Confounding Factors That Complicate the Data
One persistent challenge in this research is that older parents differ from younger parents in ways beyond biology. Socioeconomic status is a major confounder. In the United States, where healthcare access is uneven, children from higher-income families are more likely to receive an autism diagnosis simply because their parents have better access to specialists. Older parents tend to have higher incomes and education levels, which could inflate the apparent link between age and autism. Studies from countries with universal healthcare have helped clarify this. Research from Japan, using a nationwide system where about 95% of three- and four-year-olds receive free developmental screenings, still found meaningful associations between parental characteristics and autism diagnoses, suggesting the age link isn’t purely a product of diagnostic access.

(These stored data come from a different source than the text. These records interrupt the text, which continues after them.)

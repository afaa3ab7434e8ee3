//! # Well-Known Accounts
//!
//! System contract addresses live in the reserved `0x1000…00NN` range.
//! Genesis seeds state under several of them; the dispatcher is mounted at
//! the staking and governance addresses.

use crate::entities::Address;

const fn system_address(last: u8) -> Address {
    let mut bytes = [0u8; 20];
    bytes[0] = 0x10;
    bytes[19] = last;
    Address::new(bytes)
}

/// Staking contract. Holds the genesis PPoS hash.
pub const STAKING_CONTRACT: Address = system_address(0x02);

/// Reward manager pool. Benefit address of every genesis candidate and
/// recipient of the allowance schedule.
pub const REWARD_MANAGER_POOL: Address = system_address(0x03);

/// Governance contract.
pub const GOVERNANCE_CONTRACT: Address = system_address(0x05);

/// Foundation account that stakes every genesis candidate.
pub const GENESIS_FOUNDATION: Address = Address::new([
    0x49, 0x33, 0x01, 0x71, 0x26, 0x71, 0xad, 0xa5, 0x06, 0xba, 0x6c, 0xa7, 0x89, 0x1f, 0x43,
    0x6d, 0x29, 0x18, 0x58, 0x21,
]);

#[cfg(test)]
mod tests {
    use super::*;

    #[test]
    fn test_system_addresses() {
        assert_eq!(
            hex::encode(STAKING_CONTRACT.as_bytes()),
            "1000000000000000000000000000000000000002"
        );
        assert_eq!(REWARD_MANAGER_POOL.as_bytes()[19], 0x03);
        assert_eq!(GOVERNANCE_CONTRACT.as_bytes()[19], 0x05);
    }
}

Another layer of complexity involves what researchers call the “broader autism phenotype.” Some parents carry subtle, subclinical traits associated with autism, like a strong preference for systems-based thinking or reduced interest in social interaction. These traits can influence career paths and relationship timing in ways that lead to later parenthood. If this is the case, the shared genetics, not the age itself, could be partly driving the association. Studies that have tried to account for this factor have found it explains only a small portion of the income-autism link, but its role in the age-autism link is harder to isolate.
What Young Maternal Age Means for Risk
The relationship between parental age and autism isn’t a simple straight line where younger always means safer. Meta-analyses have found that very young mothers (typically under 20) show about 10% lower risk compared to mothers in their late twenties and early thirties, but this reduction is not statistically significant. Very young parenthood comes with its own set of risk factors for child development, including higher rates of preterm birth, lower prenatal care access, and greater socioeconomic stress. The data suggests there’s a broad low-risk window through the twenties and early thirties, with risk climbing gradually after 35.
Putting the Numbers in Perspective
Advanced parental age is one of the most consistently identified perinatal risk factors for autism, but “consistently identified” doesn’t mean “large.” Genetics account for an estimated 60 to 90% of autism risk, and most of that genetic contribution comes from common variants inherited across generations, not from new mutations linked to parental age. Age is one factor among many in a condition with deeply complex origins.
For someone weighing these numbers in a personal decision, the key point is proportionality. A mother at 40 has meaningfully higher odds than a mother at 27, but the absolute risk remains in the low single digits. The increase is comparable to many routine risk factors in pregnancy that people navigate without alarm. It’s a real statistical signal, not a reason to treat any particular pregnancy as high-risk for autism on the basis of age alone.